Could the delays in getting an IRP done hamper attempts to electrify B.C. natural gas and LNG industries?

David Austin, a lawyer specializing in the electricity market with Stirling LLP, said the answer is a categorical “yes.”

He said BC Hydro is projecting increased annual electricity demand of only 1% over the next two decades – something that appears not to take into account the nascent LNG industry and greater electrification of the economy that is a cornerstone of the CleanBC plan.

“It’s not possible to meet the objectives of the CleanBC plan, and increased fossil fuel production, with a load forecast of 1% over the next 20 years,” Austin said.

When the $10.7 billion Site C dam was approved, it was assumed that B.C. would have a significant power surplus for some years, because the province already generates at least as much power as it needs, and sometimes more.

BC Hydro conducts an exhaustive integrated resource plan every five years and then publishes load forecasts periodically. The last IRP was produced in 2013.

Since then, the CleanBC plan was passed, two LNG projects – LNG Canada and Woodfibre LNG – were sanctioned, as was Site C, and the B.C. government approved a second transmission project intended to electrify more of the natural gas sector in northeastern B.C.

“None of that is fully reflected in the most recent June 2019 load forecast,” Austin said.

The Pacific Institute for Climate Solutions recently estimated that B.C. will need to double its electrical generating and transmission capacity to fully electrify the transportation sector in B.C. However, that is expected to take place over 35 years.

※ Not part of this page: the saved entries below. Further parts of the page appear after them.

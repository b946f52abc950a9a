//! CLI interface
//!
//! This module handles the flagscan command line, schema loading and
//! report output.

pub mod app;
pub mod context;

// Re-export main types
pub use app::*;
pub use context::*;
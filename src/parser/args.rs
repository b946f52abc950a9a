//! Argument parser
//!
//! Walks an argument vector once, matching flag tokens against the declared
//! specs and consuming arity-bounded runs of following tokens as arguments.

use crate::error::{ParseError, QueryError};
use crate::parser::classify::{classify, is_flag, Classified, FlagToken};
use crate::parser::flag::{FlagId, FlagSpec, StandaloneFlag};
use std::collections::BTreeSet;

/// Parser over a fixed flag schema
#[derive(Debug, Clone, Default)]
pub struct ArgumentParser {
    standalone: Vec<StandaloneFlag>,
    flags: Vec<FlagSpec>,
}

impl ArgumentParser {
    /// Create a parser. The schema is taken as given and not validated.
    pub fn new(standalone: Vec<StandaloneFlag>, flags: Vec<FlagSpec>) -> Self {
        ArgumentParser { standalone, flags }
    }

    /// Declared flag specs in declaration order
    pub fn flags(&self) -> &[FlagSpec] {
        &self.flags
    }

    /// Declared standalone slots
    pub fn standalone(&self) -> &[StandaloneFlag] {
        &self.standalone
    }

    /// Index of the first spec answering to `id`
    pub fn find(&self, id: FlagId<'_>) -> Option<usize> {
        self.flags.iter().position(|f| f.is(id))
    }

    fn find_token(&self, token: &FlagToken) -> Option<usize> {
        self.flags.iter().position(|f| f.matches_token(token))
    }

    /// Parse an argument vector whose first element is the program name.
    ///
    /// Every call starts from a clean result; the parser itself is unchanged.
    pub fn parse<S: AsRef<str>>(&self, argv: &[S]) -> Result<ParseResult<'_>, ParseError> {
        let mut result = ParseResult {
            parser: self,
            program_name: argv
                .first()
                .map(|s| s.as_ref().to_string())
                .unwrap_or_default(),
            standalone_args: Vec::new(),
            flag_args: vec![Vec::new(); self.flags.len()],
            seen: BTreeSet::new(),
        };

        let mut i = 1;
        while i < argv.len() {
            let raw = argv[i].as_ref();

            let token = match classify(raw) {
                Classified::Positional => {
                    result.standalone_args.push(raw.to_string());
                    i += 1;
                    continue;
                }
                Classified::Flag(token) => token,
            };

            let index = self
                .find_token(&token)
                .ok_or_else(|| ParseError::UnknownFlag(raw.to_string()))?;
            if !result.seen.insert(index) {
                return Err(ParseError::DuplicateFlag(raw.to_string()));
            }

            let spec = &self.flags[index];
            let (args, consumed) = collect_args(spec, token.value, &argv[i + 1..])?;
            result.flag_args[index] = args;
            i += 1 + consumed;
        }

        Ok(result)
    }
}

/// Build a flag's argument list from its inline value and the tokens after it.
///
/// Returns the list and how many following tokens were consumed.
fn collect_args<S: AsRef<str>>(
    spec: &FlagSpec,
    inline: Option<String>,
    following: &[S],
) -> Result<(Vec<String>, usize), ParseError> {
    // Zero-arity flags drop any inline value
    if !spec.takes_args() {
        return Ok((Vec::new(), 0));
    }

    let max = usize::from(spec.max_args);
    let mut args: Vec<String> = inline.into_iter().filter(|v| !v.is_empty()).collect();
    let mut consumed = 0;

    for next in following {
        let next = next.as_ref();
        if args.len() >= max || is_flag(next) {
            break;
        }
        args.push(next.to_string());
        consumed += 1;
    }

    if args.len() < usize::from(spec.min_args) {
        return Err(ParseError::MissingArguments(spec.error_name()));
    }

    Ok((args, consumed))
}

/// Outcome of a successful parse
#[derive(Debug, Clone)]
pub struct ParseResult<'p> {
    parser: &'p ArgumentParser,
    program_name: String,
    standalone_args: Vec<String>,
    flag_args: Vec<Vec<String>>,
    seen: BTreeSet<usize>,
}

impl<'p> ParseResult<'p> {
    /// The parser that produced this result
    pub fn parser(&self) -> &'p ArgumentParser {
        self.parser
    }

    /// First element of the argument vector
    pub fn program_name(&self) -> &str {
        &self.program_name
    }

    /// Tokens that were not flag syntax, in input order
    pub fn standalone_args(&self) -> &[String] {
        &self.standalone_args
    }

    /// Whether a declared flag with this identity was given
    pub fn contains_flag<'a>(&self, id: impl Into<FlagId<'a>>) -> bool {
        self.parser
            .find(id.into())
            .is_some_and(|index| self.seen.contains(&index))
    }

    /// Arguments collected for a declared flag.
    ///
    /// A declared flag that was not given yields an empty slice.
    pub fn flag_args<'a>(&self, id: impl Into<FlagId<'a>>) -> Result<&[String], QueryError> {
        let id = id.into();
        self.parser
            .find(id)
            .map(|index| self.flag_args[index].as_slice())
            .ok_or_else(|| QueryError::UnknownFlag(id.to_string()))
    }

    /// Specs of the flags that were given, in declaration order, with their arguments
    pub fn seen_flags(&self) -> impl Iterator<Item = (&'p FlagSpec, &[String])> + '_ {
        let parser = self.parser;
        let flag_args = &self.flag_args;
        self.seen
            .iter()
            .map(move |&index| (&parser.flags[index], flag_args[index].as_slice()))
    }
}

The electrification of the LNG and natural gas industries would need to occur much sooner to ensure that an electricity supply is available before new plants and other infrastructure are built. Companies are unlikely to electrify their facilities without assurances that that power supply will be available. They would have to use natural gas to power most of their newer facilities.

Despite assertions it has a power surplus, B.C. was a net importer of electricity in 2018, said Clean Energy BC, something BC Hydro attributes to a colder-than-normal winter.

“BC Hydro has two messages,” Mullany said. “One is ‘We have way too much supply, we’re in excess,’ and on the other hand, ‘We need to do a deal with Powerex because we need to import power because we have a shortfall.’ What BCUC is saying is ‘Get your story straight and come back to us.’”

A request for an interview with the provincial energy minister was referred to BC Hydro, which responded in an email, saying it is renegotiating power purchase agreements with independent producers, but at lower rates than what they originally received, as per directions of a government review of BC Hydro operations.

“As a result, we’ve been renewing contracts with IPPs at prices less than what they would have been paid under the original contracts, recognizing that these have typically recovered most of their capital costs over their original contract terms. In addition, in most cases, the price being paid for electricity from IPPs is higher than current market rates.”